Both outside and within the cave as reconstituted in the photographs, there is no specific directional orientation. At the site, it is impossible to perceive, as an architectonic system, an entry or exit, rooms, passages, corridors, alcoves or impasses. These points of reference that would determine physical displacements are replaced by a helter-skelter world of images without focus, born of the interactions of the cave walls with the figures and the pictographic signs, for which the notions of right, left, up and down have no purchase. “The cave is ‘lived’. It is a place inhabited by sensations. It accepts, receives and preserves figurative constructs; each of them is more or less conducive to these figurative adjustments. The formal modifications made in the animal depictions result from a sympathetic interplay with the space itself—the surface relief of the walls, framed grounds, niches, drawn-out passages, hearths. ‘Dead’, static spaces are never used.
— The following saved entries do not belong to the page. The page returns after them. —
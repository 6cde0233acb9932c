//! Wire shapes of the record backend: query parameters and response envelopes.
//!
//! # Design
//! The backend wraps every payload in `{success, message, ...}`. Reads carry
//! `data`; writes carry one `results` entry per submitted record, each with
//! its own success flag and field errors. These types are generic over the
//! record type so every service shares the same relay logic.

use serde::{Deserialize, Serialize};

use crate::types::RecordId;

/// Field projection and ordering for a record query.
#[derive(Debug, Clone, Default, PartialEq, Eq, Serialize, Deserialize)]
#[serde(rename_all = "camelCase")]
pub struct FetchParams {
    pub fields: Vec<FieldRef>,
    #[serde(default, skip_serializing_if = "Vec::is_empty")]
    pub order_by: Vec<OrderBy>,
}

impl FetchParams {
    pub fn with_fields(names: &[&str]) -> Self {
        Self {
            fields: names.iter().map(|name| FieldRef::new(name)).collect(),
            order_by: Vec::new(),
        }
    }

    pub fn order_by(mut self, field: &str, sort_type: SortType) -> Self {
        self.order_by.push(OrderBy {
            field_name: field.to_string(),
            sort_type,
        });
        self
    }
}

/// `{"field": {"Name": "title"}}`
#[derive(Debug, Clone, PartialEq, Eq, Serialize, Deserialize)]
pub struct FieldRef {
    pub field: FieldName,
}

impl FieldRef {
    pub fn new(name: &str) -> Self {
        Self {
            field: FieldName {
                name: name.to_string(),
            },
        }
    }
}

#[derive(Debug, Clone, PartialEq, Eq, Serialize, Deserialize)]
pub struct FieldName {
    #[serde(rename = "Name")]
    pub name: String,
}

#[derive(Debug, Clone, PartialEq, Eq, Serialize, Deserialize)]
pub struct OrderBy {
    #[serde(rename = "fieldName")]
    pub field_name: String,
    #[serde(rename = "sorttype")]
    pub sort_type: SortType,
}

#[derive(Debug, Clone, Copy, PartialEq, Eq, Serialize, Deserialize)]
#[serde(rename_all = "UPPERCASE")]
pub enum SortType {
    Asc,
    Desc,
}

/// Body of create and update requests.
#[derive(Debug, Clone, Serialize)]
pub struct RecordsPayload<'a, T> {
    pub records: &'a [T],
}

/// Response to a query or a single-record read.
#[derive(Debug, Clone, Serialize, Deserialize)]
pub struct DataEnvelope<T> {
    pub success: bool,
    pub message: Option<String>,
    pub data: Option<T>,
}

/// Response to a create, update or delete.
#[derive(Debug, Clone, Serialize, Deserialize)]
pub struct ResultsEnvelope<T> {
    pub success: bool,
    pub message: Option<String>,
    pub results: Option<Vec<RecordResult<T>>>,
}

/// Outcome for one submitted record.
#[derive(Debug, Clone, Serialize, Deserialize)]
pub struct RecordResult<T> {
    pub success: bool,
    pub data: Option<T>,
    pub errors: Option<Vec<FieldError>>,
    pub message: Option<String>,
}

impl<T> RecordResult<T> {
    /// Human-readable reason for a failed record: the first field error,
    /// else the record message.
    pub fn failure_reason(&self) -> Option<String> {
        if let Some(error) = self.errors.as_deref().and_then(<[FieldError]>::first) {
            return Some(format!("{}: {}", error.field_label, error.message));
        }
        self.message.clone()
    }
}

#[derive(Debug, Clone, PartialEq, Eq, Serialize, Deserialize)]
pub struct FieldError {
    #[serde(rename = "fieldLabel")]
    pub field_label: String,
    pub message: String,
}

/// Minimal envelope probe used when a non-2xx body may still carry a message.
#[derive(Debug, Deserialize)]
pub(crate) struct ErrorEnvelope {
    pub message: Option<String>,
}

/// Render record ids as the backend's `ids=` query value.
pub(crate) fn join_ids(ids: &[RecordId]) -> String {
    ids.iter()
        .map(RecordId::to_string)
        .collect::<Vec<_>>()
        .join(",")
}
The frequently observed use of relief (projections, fissures, crests, edges, pillars, etc.), as the support or outline for figures or overall silhouettes, is precisely in keeping with this idea: figuration is an adaptation of lines and figures to the characteristics of the space.”21

Thus, the arrangement of decoration in caves is, if not reconstituted, at least commented upon in an intuitive and deconstructed way, one resistant to any kind of systematicity.22
Various forms of spatial restitution coexist, from the abstract apprehension of the subject relying on a multiplicity of viewpoints to its partial optic structuration. The figures shown pell mell in the cycles, a fact underscored by Leroi-Gourhan, which has very few equivalents in the other arts, finds in the superimposition of fields a form of activation creating morphological encounters and accidental compositions, an interplay of condensations and distensions that simultaneously shift and reactivate the constructs developed by the Paleolithic artists.23

The first impression left by the photographs is that of a complete absence of symmetry: the figures seem to be brought together by chance, with their presence or absence merely incidental; they bear no perceptible relation to where they are found and seem to be floating in space. The interaction of natural elements and figures creates a new spatial structure: the process of superimposition repeats, but without redoubling it, the gesture of the “man who painted two blots behind a stalagmite or on the outer edges of a crevice, [and] who had done so after due consideration and as the result of a choice.”24
The overlapping of images that end up forming a single one reveals the entanglement of figures in the natural forms of the support, whose surface serves as the frame while also generating volumes, giving rise to fractures and oblique lines from the folds in the rock, curves and axes of symmetry freed from the viewer’s perspective, unavoidably prescriptive.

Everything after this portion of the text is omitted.